5) Rinse the medium bowl, dry, and flour lightly. Transfer the dough to the prepared bowl and knead to blend. Divide the dough into 3 discs, wrap with plastic wrap and refrigerate for at least 15 minutes.
6) Place a dough disk on a lightly floured surface and roll to 1/4-inch thickness. Cut out star shapes and place them on a parchment paper lined double sheet pan.
7) Bake in the preheated oven for 9 minutes. Remove from the oven and allow to cool.
8) Blueberry Confit : In a pot, bring the lemon zest, juice, sugar, and water to a boil. Cook until it reaches 230 °F.
9) Remove from heat and add the vanilla extract.
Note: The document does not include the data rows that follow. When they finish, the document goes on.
//! Deferred flip-back scheduling.
//!
//! A mismatched pair is not turned back immediately. The controller
//! schedules a `FlipBack` naming exactly those two cards, stamped with the
//! game generation it belongs to, and fires it once the logical clock
//! passes `due_ms`.

use std::collections::VecDeque;

use serde::{Deserialize, Serialize};

use crate::cards::CardId;

/// A scheduled flip-back for one mismatched pair.
#[derive(Clone, Copy, Debug, PartialEq, Eq, Serialize, Deserialize)]
pub struct FlipBack {
    /// The two cards to turn face down, in flip order.
    pub cards: [CardId; 2],

    /// Logical time (ms) at which the flip-back fires.
    pub due_ms: u64,

    /// Game generation that scheduled it.
    pub generation: u64,
}

/// Flip-backs ordered by due time.
///
/// Entries with equal due times fire in scheduling order.
#[derive(Clone, Debug, Default)]
pub struct FlipBackQueue {
    entries: VecDeque<FlipBack>,
}

impl FlipBackQueue {
    /// Create an empty queue.
    #[must_use]
    pub fn new() -> Self {
        Self::default()
    }

    /// Schedule a flip-back.
    pub fn schedule(&mut self, flip_back: FlipBack) {
        let at = self
            .entries
            .partition_point(|entry| entry.due_ms <= flip_back.due_ms);
        self.entries.insert(at, flip_back);
    }

    /// Remove and return the earliest flip-back due at or before `now_ms`.
    pub fn pop_due(&mut self, now_ms: u64) -> Option<FlipBack> {
        if self.entries.front()?.due_ms <= now_ms {
            self.entries.pop_front()
        } else {
            None
        }
    }

    /// Remove and return everything, earliest first.
    pub fn take_all(&mut self) -> Vec<FlipBack> {
        self.entries.drain(..).collect()
    }

    /// Drop every scheduled flip-back.
    pub fn clear(&mut self) {
        self.entries.clear();
    }

    /// Due time of the next flip-back.
    #[must_use]
    pub fn next_due(&self) -> Option<u64> {
        self.entries.front().map(|entry| entry.due_ms)
    }

    /// Number of scheduled flip-backs.
    #[must_use]
    pub fn len(&self) -> usize {
        self.entries.len()
    }

    /// Is nothing scheduled?
    #[must_use]
    pub fn is_empty(&self) -> bool {
        self.entries.is_empty()
    }
}

#[cfg(test)]
mod tests {
    use super::*;

    fn flip_back(a: u32, b: u32, due_ms: u64) -> FlipBack {
        FlipBack {
            cards: [CardId(a), CardId(b)],
            due_ms,
            generation: 0,
        }
    }

    #[test]
    fn test_pop_due_respects_time() {
        let mut queue = FlipBackQueue::new();
        queue.schedule(flip_back(0, 1, 1000));

        assert_eq!(queue.pop_due(999), None);
        assert_eq!(queue.pop_due(1000), Some(flip_back(0, 1, 1000)));
        assert!(queue.is_empty());
    }

    #[test]
    fn test_orders_by_due_time() {
        let mut queue = FlipBackQueue::new();
        queue.schedule(flip_back(4, 5, 3000));
        queue.schedule(flip_back(0, 1, 1000));
        queue.schedule(flip_back(2, 3, 2000));

        assert_eq!(queue.next_due(), Some(1000));
        let order: Vec<_> = queue.take_all().into_iter().map(|fb| fb.due_ms).collect();
        assert_eq!(order, vec![1000, 2000, 3000]);
    }

    #[test]
    fn test_equal_due_times_keep_schedule_order() {
        let mut queue = FlipBackQueue::new();
        queue.schedule(flip_back(0, 1, 1000));
        queue.schedule(flip_back(2, 3, 1000));

        assert_eq!(queue.pop_due(1000).map(|fb| fb.cards[0]), Some(CardId(0)));
        assert_eq!(queue.pop_due(1000).map(|fb| fb.cards[0]), Some(CardId(2)));
    }

    #[test]
    fn test_clear() {
        let mut queue = FlipBackQueue::new();
        queue.schedule(flip_back(0, 1, 10));
        queue.schedule(flip_back(2, 3, 20));
        assert_eq!(queue.len(), 2);

        queue.clear();
        assert!(queue.is_empty());
        assert_eq!(queue.next_due(), None);
        assert_eq!(queue.pop_due(u64::MAX), None);
    }
}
10) While still hot add all the blueberries. They should pop and their color should bleed into the syrup.
11) Spoon 1 1/2 ounces of the confit into the serving glasses and chill in the refrigerator.
12) No Bake Cheesecake : In a small pot, whisk the gelatin and water together and allow to sit for 5 minutes to bloom the gelatin.
13) In a mixer, whip the heavy cream with a whip attachment to soft peaks. Place in a separate bowl and refrigerate.
14) Place the cream cheese in the electric mixer bowl and using the paddle attachment beat until lump free.
15) Place the lemon zest(if using) in the sugar and then add to the cream cheese and continue to cream until light, fluffy, and lump free.
16) Meanwhile, melt the bloom gelatin over low heat. Make sure the melted gelatin is lump free and fluid but do not bring to a bowl. Beat the melted gelatin and the rum into the cream cheese mixture until lump free. Then fold in whipped cream.
17) Pour 3 to 3 1/2 ounces of the filling on top of the chilled confit. Chill in the fridge for 3 to 4 hour or up to overnight if desired.
18) Cherry Compote : In a pot, combine about but 1 ounce of the cherry juice and the granulated sugar and bring to a simmer.
19) Add half the cherries, cover the pot, and all to simmer for 5 minutes stirring occasionally. Remove the cover then bring to a boil.
20) Meanwhile whisk the remaining granulated sugar and the cornstarch, then whisk in the remaining cherry juice.
21) Add the cornstarch mixture to the boiling cherry mixture and bring to a gentle boil on medium to medium high heat. Cook for 1 to 3 minutes while whisking continuously.
22) Remove from heat and whisk in the Kirsh, then whisk in the remaining cherries.
23) Spoon 1 1/2 ounces on top of the cheesecake filling and serve immediately or allow to cool and then add compote.
24) Flambe with krish and serve the Berries Jubilee dessert cocktail with lemon cornmeal cookie.